Publié le 08 avril 2008 par Danielriot - Www.relatio-Europe.com

par Corinne Lepage

La question du lobbying entre, avec fracas, dans le débat politique en France. Les passes d’armes entre le sénateur Legrand dont le courage et l’honnêteté intellectuelle doivent être salués et le président Accoyer, dont la brutalité des propos, lors de l’avis émis par le comité Legrand a interloqué, car elle n’était justifiée par rien, sont un véritable fait politique, et, ce , d’autant plus qu’elles opposent deux parlementaires de l’UMP.
Voici de longues années que le lobbying s’exerce à l’Assemblée Nationale, sans aucune règle du jeu. Un documentaire récent d’Arte montrait comment un des plus actifs des lobbyistes,  qui s’était illustré dans la défense des chasseurs, avait su ménager ses entrées à l’Assemblée Nationale, avec un badge d’ « attaché parlementaire. » Il semblerait qu’il s’illustre du reste aujourd’hui dans la défense du lobby OGM.

 
 Lorsque le sénateur Legrand dit pour la première fois que les parlementaires ont été « actionnés «  par le lobby pro-OGM, il pose un véritable problème politique  et démocratique, alors même que l’immense majorité de la population française comme du reste la population européenne, si on en croit le dernier eurobarométre est formellement opposée aux OGM. Dès lors, pour voter une loi, ouvertement laxiste et non protectrice comme l’est la loi allemande, il faut que les parlementaires de la majorité aient de solides arguments d’intérêt général. En effet,  la coexistence entre culture OGM et non OGM est impossible et le projet voté par le Sénat organisait la pollution génétique sous couvert de permettre la coexistence. De plus, le refus d’imposer les études sur la santé, de rendre obligatoirement publiques celles qui existeraient témoigne de la volonté de persister dans le syndrome de l’amiante, c’est-à-dire de faire comme si un problème n’existait pas pour mieux, quelques décennies plus tard, considérer «  que tout le monde savait » C’est ce qu’a dit le sénateur Legrand et c’est la raison pour laquelle le lobby veut sa peau. Mais pourquoi, des parlementaires participent –ils de ce lynchage, voire l’organisent ?  Entre des parlementaires, qui par conviction  et par tradition défendent une activité, par exemple le nucléaire- le lobby pro-nucléaire a été un des plus puissants de l’Assemblée Nationale- ou l’agriculture productiviste et ce que Anne Marie Robin décrit dans son livre, le Monde selon Monsanto, il existe une vaste palette. Sans doute, l’histoire racontera t-elle les dessous de ce qui se joue actuellement, et les vraies raisons des  comportements auxquels nous assistons .
Mais il est sûr qu’en tournant le dos à une expertise indépendante et à une transparence dans l’information , alors qu’il est très facile –et le rapport que j’ai remis à jean Louis Borloo en atteste- de les organiser le projet voté par le Sénat- sous réserve des amendements que le PS, les VERTS, le MODEM et les députés UMP courageux comme M.Grosdidier- le Sénat a pris une responsabilité historique : celle de confier à un lobby le soin d’expertiser les premiers produits d’une  technologie dont tout laisse penser qu’ils présentent des risques irréversibles qui seront assumés par le contribuable transformé en cobaye. Entendons nous bien. Il ne s’agit pas de condamner une technologie, qui peut s’avérer très prometteuse, sous conditions, et c’est la raison pour laquelle la recherche est indispensable. Il s’agit de comprendre comment les représentants du peuple puissent  encourager les usages alimentaires, alors que l’avantage collectif n’est de loin pas prouvé et les présomptions d’inconvénients  sont immenses.

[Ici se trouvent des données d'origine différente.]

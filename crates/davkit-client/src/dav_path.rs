//! DAV endpoint selection by protocol version.

use davkit_core::constants::{DAV_FILES_PREFIX, DAV_PATH, FILES_PATH_ROOT, LEGACY_DAV_PATH};
use davkit_core::error::{CoreError, CoreResult};

/// Version used when the caller does not pick one.
pub const DEFAULT_DAV_VERSION: u8 = 1;

/// Path root used when the caller does not pick one.
pub const DEFAULT_PATH_ROOT: Option<&str> = Some(FILES_PATH_ROOT);

/// DAV endpoint generation exposed by the server.
#[derive(Debug, Clone, Copy, PartialEq, Eq, Default)]
pub enum DavPathVersion {
    /// `remote.php/webdav/`, rooted at the authenticated user's files.
    #[default]
    Legacy,
    /// `remote.php/dav`, with per-user trees under `files/<user>/`.
    Current,
}

impl DavPathVersion {
    /// ## Summary
    /// Returns the endpoint path for this version, relative to the server root.
    #[must_use]
    pub fn path(self, user: Option<&str>, path_root: Option<&str>) -> String {
        match self {
            Self::Legacy => LEGACY_DAV_PATH.to_string(),
            Self::Current if path_root == Some(FILES_PATH_ROOT) => {
                format!("{DAV_FILES_PREFIX}{}/", user.unwrap_or_default())
            }
            Self::Current => DAV_PATH.to_string(),
        }
    }
}

impl TryFrom<u8> for DavPathVersion {
    type Error = CoreError;

    fn try_from(value: u8) -> Result<Self, Self::Error> {
        match value {
            1 => Ok(Self::Legacy),
            2 => Ok(Self::Current),
            other => Err(CoreError::InvalidArgument(format!(
                "DAV path version {other} is unknown"
            ))),
        }
    }
}

/// ## Summary
/// Resolves the DAV endpoint path for `version`.
///
/// Version 1 always yields `remote.php/webdav/`. Version 2 yields
/// `remote.php/dav/files/<user>/` when `path_root` is `files`, and
/// `remote.php/dav` otherwise.
///
/// ## Errors
/// Returns `CoreError::InvalidArgument` naming the version when it is neither 1 nor 2.
pub fn get_dav_path(user: Option<&str>, version: u8, path_root: Option<&str>) -> CoreResult<String> {
    Ok(DavPathVersion::try_from(version)?.path(user, path_root))
}
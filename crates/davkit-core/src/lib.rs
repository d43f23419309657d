//! Shared building blocks for the davkit crates: errors, configuration and
//! the DAV path constants.

pub mod config;
pub mod constants;
pub mod error;
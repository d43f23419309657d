//! Presentation helpers for DAV resource state.

pub mod lock_list;

pub use lock_list::{LockEntry, can_display, format_locks, relative_path, render_lock_list};
//! Active lock description (RFC 4918 §14.1).

/// Lock scope of an active lock.
#[derive(Debug, Clone, Copy, PartialEq, Eq)]
pub enum LockScope {
    Exclusive,
    Shared,
}

/// One `DAV:activelock` entry of a resource's `DAV:lockdiscovery` property.
#[derive(Debug, Clone, Default, PartialEq, Eq)]
pub struct ActiveLock {
    /// Principal holding the lock, as reported in `DAV:owner`.
    pub owner: String,
    /// Href of the resource the lock was taken on.
    pub lockroot: String,
    /// Lock token href (`opaquelocktoken:...`).
    pub locktoken: String,
    pub scope: Option<LockScope>,
    pub depth: Option<super::Depth>,
    /// Raw `DAV:timeout` value, e.g. `Second-3600`.
    pub timeout: Option<String>,
}

impl ActiveLock {
    #[must_use]
    pub fn new(owner: &str, lockroot: &str, locktoken: &str) -> Self {
        Self {
            owner: owner.to_string(),
            lockroot: lockroot.to_string(),
            locktoken: locktoken.to_string(),
            ..Self::default()
        }
    }
}
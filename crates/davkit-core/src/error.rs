use thiserror::Error;

/// Core-level errors
#[derive(Error, Debug, Clone, PartialEq, Eq)]
pub enum CoreError {
    #[error("Invalid argument: {0}")]
    InvalidArgument(String),

    #[error("Invalid configuration: {0}")]
    InvalidConfiguration(String),
}

pub type CoreResult<T> = std::result::Result<T, CoreError>;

Pour parvenir à un choix aussi déraisonnable, on peut effectivement mesurer l’efficacité du lobby ! Les « portes tournantes » décrites par Anne Marie Robin dans son remarquable ouvrage, existent aussi en France, mais la presse éprouve une très grande pudeur à en parler. Il s’agit du système qui consiste en ce que responsables, salariés, consultants ou avocats d’entreprises  ou d’intérêts économiques   occupent des postes de décision dans l’exécutif ou le législatif ou participent voire président des commissions d’experts . L’épopée Monsanto aux Etats Unis est un modèle du genre.

Alors, sans doute, la réponse des parlementaires pro-OGM consiste à se plaindre du lobby des anti-OGM. La technique est bien connue. Lobby contre lobby : la balle au centre.
Mais il n’y a aucune commune mesure entre des manifestations publiques, des livres, des films, et même les excès d’un José Bové , qui relèvent tous du débat public et démocratique et les milliards dépensés en lobbying par Monsanto et consorts, les officines qui s’activent pour déstabiliser, les invitations en tout genre , et surtout une désinformation sur papier glacé . Le sujet est suffisamment  important pour que l’on sorte de la caricature et que les parlementaires s’informent de manière contradictoire des connaissances exactes. Le Grenelle s’est inscrit dans cette logique et si le sénateur Legrand a évolué, c’est précisément parce qu’il s’est donné la peine de se plonger dans le dossier .Si ses collègues sénateurs en avaient fait de même et si certains députés UMP décidaient de s’informer de manière autonome, ils ne pourraient que rejoindre les conclusions de l’avis parfaitement étayé et non contesté –seule l’a été la présentation  du président- du comité de préfiguration,
Les ravages des lobbys viennent précisément  de cette capacité à faire perdre aux décideurs leur autonomie de jugement et c’est la raison pour laquelle il est plus que jamais impératif que conflits d’intérêt des experts, distinction entre experts indépendants et experts lobbyistes, réglementation du lobbying fassent l’objet de règles du jeu claires.
Il en va de la confiance du citoyen envers le législateur. N’oublions pas que la loi est l’expression de la volonté générale et que  les conditions dans lesquelles le législateur se prononce doivent demeurer au-dessus de tout soupçon.